Ludwig van Beethoven, tüm zamanların en büyük bestecilerinden biridir, ancak hayatı boyunca, en önemlisi 1818'de çoğunlukla sağır olmak üzere, sayısız sağlık sorunuyla boğuşmuştur. kardeşlerine hitaben yazdığı bir mektupla - en sevdiği doktorun tüm acılarının nedenini belirlemek için ölümünden sonra vücudunu incelemesi.

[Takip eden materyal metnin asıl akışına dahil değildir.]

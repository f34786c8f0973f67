//! Bit-exact wire encoding for both instruction dialects.
//!
//! Extended word, low byte first: opcode, registers (dst low nibble, src high
//! nibble), 16-bit offset, 32-bit immediate. Classic word: 16-bit code, jt,
//! jf, 32-bit k.

use crate::EncodingError;
use crate::classic;
use crate::ebpf::{self, Instruction, Register, Shape};

pub const CLASS_MASK: u8 = 0x07;
pub const SOURCE_MASK: u8 = 0x08;
pub const OP_MASK: u8 = 0xF0;
pub const SIZE_MASK: u8 = 0x18;
pub const MODE_MASK: u8 = 0xE0;
/// Return-value source bits of a classic RET.
pub const RET_SOURCE_MASK: u8 = 0x18;
/// Sub-operation bits of a classic MISC.
pub const MISC_OP_MASK: u8 = 0xF8;

pub fn encode_alu_or_jmp_opcode(class: u8, source: u8, op: u8) -> u8 {
    (class & CLASS_MASK) | (source & SOURCE_MASK) | (op & OP_MASK)
}

pub fn encode_store_or_load_opcode(class: u8, size: u8, mode: u8) -> u8 {
    (class & CLASS_MASK) | (size & SIZE_MASK) | (mode & MODE_MASK)
}

pub fn pack_word(opcode: u8, dst: u8, src: u8, offset: i16, imm: i32) -> u64 {
    let registers = (dst & 0x0F) | ((src & 0x0F) << 4);
    u64::from(opcode)
        | (u64::from(registers) << 8)
        | (u64::from(offset as u16) << 16)
        | (u64::from(imm as u32) << 32)
}

fn opcode_for(ins: &Instruction) -> Result<u8, EncodingError> {
    match ins.shape() {
        Some(Shape::AluOrJmp) => {
            if ins.code & !OP_MASK != 0 {
                return Err(EncodingError::UnknownOpcodeShape {
                    class: ins.class,
                    code: ins.code,
                });
            }
            if ins.source != ebpf::SRC_IMM && ins.source != ebpf::SRC_REG {
                return Err(EncodingError::UnknownOperandType(ins.source));
            }
            Ok(encode_alu_or_jmp_opcode(ins.class, ins.source, ins.code))
        }
        Some(Shape::Memory) => {
            if ins.code & CLASS_MASK != 0 {
                return Err(EncodingError::UnknownOpcodeShape {
                    class: ins.class,
                    code: ins.code,
                });
            }
            Ok(encode_store_or_load_opcode(
                ins.class,
                ins.code & SIZE_MASK,
                ins.code & MODE_MASK,
            ))
        }
        None => Err(EncodingError::UnknownOpcodeShape {
            class: ins.class,
            code: ins.code,
        }),
    }
}

/// Encode one extended instruction; wide loads produce two words.
pub fn encode(ins: &Instruction) -> Result<Vec<u64>, EncodingError> {
    let opcode = opcode_for(ins)?;
    if ins.is_wide_load() != ins.pseudo.is_some() {
        return Err(EncodingError::PseudoSlotMismatch(opcode));
    }

    let main = pack_word(opcode, ins.dst.number(), ins.src.number(), ins.offset, ins.imm);
    match ins.pseudo {
        Some(slot) => Ok(vec![main, pack_word(0, 0, 0, 0, slot.imm)]),
        None => Ok(vec![main]),
    }
}

pub fn encode_program(instructions: &[Instruction]) -> Result<Vec<u64>, EncodingError> {
    let mut words = Vec::with_capacity(instructions.len() + 2);
    for ins in instructions {
        words.extend(encode(ins)?);
    }
    Ok(words)
}

/// Raw fields of one extended word, split along the opcode masks.
#[derive(Debug, Clone, Copy, PartialEq, Eq)]
pub struct DecodedFields {
    pub opcode: u8,
    pub class: u8,
    /// Source bit; zero for load/store classes.
    pub source: u8,
    /// Operation bits for ALU/JMP, `size | mode` for load/store.
    pub code: u8,
    pub dst: u8,
    pub src: u8,
    pub offset: i16,
    pub imm: i32,
}

pub fn decode_fields(word: u64) -> DecodedFields {
    let opcode = (word & 0xFF) as u8;
    let registers = ((word >> 8) & 0xFF) as u8;
    let class = opcode & CLASS_MASK;
    let (source, code) = match ebpf::shape_for_class(class) {
        Some(Shape::AluOrJmp) => (opcode & SOURCE_MASK, opcode & OP_MASK),
        _ => (0, opcode & (SIZE_MASK | MODE_MASK)),
    };
    DecodedFields {
        opcode,
        class,
        source,
        code,
        dst: registers & 0x0F,
        src: registers >> 4,
        offset: ((word >> 16) & 0xFFFF) as u16 as i16,
        imm: (word >> 32) as u32 as i32,
    }
}

fn register(n: u8) -> Result<Register, EncodingError> {
    Register::from_number(n).ok_or(EncodingError::UnknownRegister(n))
}

/// Rebuild instructions from wire words, folding pseudo slots back into
/// their owners.
pub fn decode_program(words: &[u64]) -> Result<Vec<Instruction>, EncodingError> {
    let mut out = Vec::with_capacity(words.len());
    let mut i = 0usize;
    while i < words.len() {
        let f = decode_fields(words[i]);
        let mut ins = Instruction {
            class: f.class,
            code: f.code,
            source: f.source,
            dst: register(f.dst)?,
            src: register(f.src)?,
            offset: f.offset,
            imm: f.imm,
            pseudo: None,
        };
        if ins.is_wide_load() {
            let Some(&slot) = words.get(i + 1) else {
                return Err(EncodingError::PseudoSlotMismatch(f.opcode));
            };
            ins.pseudo = Some(ebpf::PseudoSlot {
                imm: decode_fields(slot).imm,
            });
            i += 1;
        }
        out.push(ins);
        i += 1;
    }
    Ok(out)
}

/// Classic 16-bit code for one instruction.
pub fn classic_code(ins: &classic::Instruction) -> Result<u16, EncodingError> {
    let class = ins.class & CLASS_MASK;
    let code = match class {
        classic::CLASS_ALU | classic::CLASS_JMP => {
            if ins.source != classic::SRC_K && ins.source != classic::SRC_X {
                return Err(EncodingError::UnknownOperandType(ins.source));
            }
            encode_alu_or_jmp_opcode(class, ins.source, ins.code)
        }
        classic::CLASS_LD | classic::CLASS_LDX | classic::CLASS_ST | classic::CLASS_STX => {
            encode_store_or_load_opcode(class, ins.code & SIZE_MASK, ins.code & MODE_MASK)
        }
        classic::CLASS_RET => {
            if ins.source != classic::SRC_K && ins.source != classic::SRC_X {
                return Err(EncodingError::UnknownOperandType(ins.source));
            }
            class | (ins.source & RET_SOURCE_MASK)
        }
        classic::CLASS_MISC => class | (ins.code & MISC_OP_MASK),
        _ => {
            return Err(EncodingError::UnknownOpcodeShape {
                class: ins.class,
                code: ins.code,
            });
        }
    };
    Ok(u16::from(code))
}

/// Encode one classic instruction into its `sock_filter` word.
pub fn encode_classic(ins: &classic::Instruction) -> Result<u64, EncodingError> {
    let code = classic_code(ins)?;
    Ok(u64::from(code)
        | (u64::from(ins.jt) << 16)
        | (u64::from(ins.jf) << 24)
        | (u64::from(ins.k) << 32))
}

pub fn encode_classic_program(instructions: &[classic::Instruction]) -> Result<Vec<u64>, EncodingError> {
    instructions.iter().map(encode_classic).collect()
}

pub fn words_to_le_bytes(words: &[u64]) -> Vec<u8> {
    words.iter().flat_map(|w| w.to_le_bytes()).collect()
}

/// Inverse of [`words_to_le_bytes`]; trailing partial words are rejected.
pub fn le_bytes_to_words(bytes: &[u8]) -> Option<Vec<u64>> {
    if bytes.len() % 8 != 0 {
        return None;
    }
    Some(
        bytes
            .chunks_exact(8)
            .map(|c| {
                let mut b = [0u8; 8];
                b.copy_from_slice(c);
                u64::from_le_bytes(b)
            })
            .collect(),
    )
}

Bestecinin ölümünden yaklaşık iki yüzyıl sonra, bilim adamları onun genomunu korunmuş saç buklelerine göre sıraladıklarını söylüyorlar. Current Biology dergisinde yayınlanan yeni bir makaleye göre, bu genomun analizi Beethoven'ın işitme kaybının veya kronik sindirim sorunlarının kesin bir nedenini saptamada başarısız olsa da, karaciğer hastalığı için çok sayıda risk faktörüne sahipti ve hepatit B ile enfekte oldu. Araştırmacılar ayrıca, Beethoven'ın baba soyunun bir yerinde, bir atadan birinin evlilik dışı bir ilişkisi olduğuna dair genetik kanıtlar da buldular.

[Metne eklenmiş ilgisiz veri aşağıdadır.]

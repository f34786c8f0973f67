//! Run summaries and findings.

use serde::{Deserialize, Serialize};

use std::path::{Path, PathBuf};

#[derive(Debug, Clone, Copy, PartialEq, Eq, Serialize, Deserialize)]
#[serde(rename_all = "snake_case")]
pub enum Reporter {
    Pretty,
    Json,
}

impl clap::ValueEnum for Reporter {
    fn value_variants<'a>() -> &'a [Self] {
        &[Self::Pretty, Self::Json]
    }

    fn to_possible_value(&self) -> Option<clap::builder::PossibleValue> {
        Some(match self {
            Self::Pretty => clap::builder::PossibleValue::new("pretty"),
            Self::Json => clap::builder::PossibleValue::new("json"),
        })
    }
}

#[derive(Debug, Clone, Copy, Serialize, Deserialize, PartialEq, Eq)]
#[serde(rename_all = "snake_case")]
pub enum ExitStatus {
    Pass,
    Fail,
    Error,
}

#[derive(Debug, Clone, Copy, Serialize, Deserialize, PartialEq, Eq)]
#[serde(rename_all = "snake_case")]
pub enum RunMode {
    Fuzz,
    Replay,
}

#[derive(Debug, Clone, Serialize, Deserialize)]
pub struct RunIdentity {
    #[serde(rename = "runId")]
    pub run_id: String,
    pub seed: u64,
    pub strategy: String,
    #[serde(rename = "reportPath", skip_serializing_if = "Option::is_none")]
    pub report_path: Option<String>,
    #[serde(rename = "artifactsDir", skip_serializing_if = "Option::is_none")]
    pub artifacts_dir: Option<String>,
    #[serde(rename = "corpusDir", skip_serializing_if = "Option::is_none")]
    pub corpus_dir: Option<String>,
}

#[derive(Debug, Clone, Copy, PartialEq, Eq, Serialize, Deserialize)]
#[serde(rename_all = "snake_case")]
pub enum FindingKind {
    /// The verifier accepted a program whose execution broke the map check.
    MapCheck,
}

#[derive(Debug, Clone, Serialize, Deserialize)]
pub struct Finding {
    pub kind: FindingKind,
    pub title: String,
    pub message: String,
    #[serde(rename = "programPath", skip_serializing_if = "Option::is_none")]
    pub program_path: Option<String>,
}

#[derive(Debug, Clone, Default, PartialEq, Eq, Serialize, Deserialize)]
pub struct FuzzStats {
    pub iterations: u64,
    pub valid: u64,
    pub rejected: u64,
    pub kept: u64,
    pub executed: u64,
    pub flakes: u64,
    #[serde(rename = "iterationErrors")]
    pub iteration_errors: u64,
    #[serde(rename = "corpusEntries")]
    pub corpus_entries: usize,
    #[serde(rename = "uniqueAddresses")]
    pub unique_addresses: usize,
}

impl FuzzStats {
    /// Share of generated programs the verifier accepted.
    pub fn valid_ratio(&self) -> f64 {
        if self.iterations == 0 {
            return 0.0;
        }
        self.valid as f64 / self.iterations as f64
    }
}

#[derive(Debug, Clone, Serialize, Deserialize)]
pub struct RunSummary {
    pub status: ExitStatus,
    pub mode: RunMode,
    pub identity: RunIdentity,
    #[serde(rename = "startedAt")]
    pub started_at: String,
    #[serde(rename = "finishedAt")]
    pub finished_at: String,
    #[serde(rename = "durationMs")]
    pub duration_ms: u64,
    #[serde(default, skip_serializing_if = "Option::is_none")]
    pub stats: Option<FuzzStats>,
    #[serde(default, skip_serializing_if = "Vec::is_empty")]
    pub findings: Vec<Finding>,
    /// Set when the run stopped on an error rather than finishing.
    #[serde(default, skip_serializing_if = "Option::is_none")]
    pub error: Option<String>,
}

impl RunSummary {
    pub fn pretty(&self) -> String {
        let mut out = String::new();
        out.push_str(&format!(
            "status={:?} mode={:?} strategy={} runId={} seed={}\n",
            self.status, self.mode, self.identity.strategy, self.identity.run_id, self.identity.seed
        ));
        if let Some(path) = &self.identity.report_path {
            out.push_str(&format!("report={path}\n"));
        }
        if let Some(dir) = &self.identity.artifacts_dir {
            out.push_str(&format!("artifacts={dir}\n"));
        }
        if let Some(stats) = &self.stats {
            out.push_str(&format!(
                "iterations={} valid={} ({:.1}%) kept={} executed={} flakes={} errors={} corpus={} addresses={}\n",
                stats.iterations,
                stats.valid,
                stats.valid_ratio() * 100.0,
                stats.kept,
                stats.executed,
                stats.flakes,
                stats.iteration_errors,
                stats.corpus_entries,
                stats.unique_addresses
            ));
        }
        if let Some(err) = &self.error {
            out.push_str(&format!("error: {err}\n"));
        }
        for finding in &self.findings {
            out.push_str(&format!("- {:?}: {}: {}\n", finding.kind, finding.title, finding.message));
            if let Some(path) = &finding.program_path {
                out.push_str(&format!("  program={path}\n"));
            }
        }
        out.trim_end().to_string()
    }
}

#[derive(Debug, Clone, Serialize, Deserialize)]
pub struct RunManifest {
    #[serde(rename = "schemaVersion")]
    pub schema_version: String,
    #[serde(rename = "runId")]
    pub run_id: String,
    pub mode: RunMode,
    pub status: ExitStatus,
    pub seed: u64,
    pub strategy: String,
    #[serde(rename = "startedAt")]
    pub started_at: String,
    #[serde(rename = "finishedAt")]
    pub finished_at: String,
    #[serde(rename = "durationMs")]
    pub duration_ms: u64,
    #[serde(rename = "reportPath", skip_serializing_if = "Option::is_none")]
    pub report_path: Option<String>,
    #[serde(rename = "findingsCount")]
    pub findings_count: usize,
    #[serde(skip_serializing_if = "Option::is_none")]
    pub iterations: Option<u64>,
}

pub fn write_run_manifest(summary: &RunSummary, artifacts_dir: &Path) -> crate::BpfuzzResult<PathBuf> {
    std::fs::create_dir_all(artifacts_dir)?;
    let manifest = RunManifest {
        schema_version: "bpfuzz.run_manifest.v1".to_string(),
        run_id: summary.identity.run_id.clone(),
        mode: summary.mode,
        status: summary.status,
        seed: summary.identity.seed,
        strategy: summary.identity.strategy.clone(),
        started_at: summary.started_at.clone(),
        finished_at: summary.finished_at.clone(),
        duration_ms: summary.duration_ms,
        report_path: summary.identity.report_path.clone(),
        findings_count: summary.findings.len(),
        iterations: summary.stats.as_ref().map(|s| s.iterations),
    };
    let out = artifacts_dir.join("manifest.json");
    std::fs::write(&out, serde_json::to_vec_pretty(&manifest)?)?;
    Ok(out)
}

Max Planck Evrim Enstitüsü'nde eski DNA uzmanı Johannes Krause, "Beethoven'ı neyin öldürdüğünü kesin olarak söyleyemeyiz, ancak en azından önemli bir kalıtsal riskin ve hepatit B virüsü enfeksiyonunun varlığını doğrulayabiliriz" dedi. Antropoloji. "Ayrıca daha az olası genetik nedenleri de ortadan kaldırabiliriz." Tamamen sıralanmış genom, diğer araştırmacıların gelecekteki çalışmaları yürütmek için erişebilmeleri için halka açık hale getirilecek.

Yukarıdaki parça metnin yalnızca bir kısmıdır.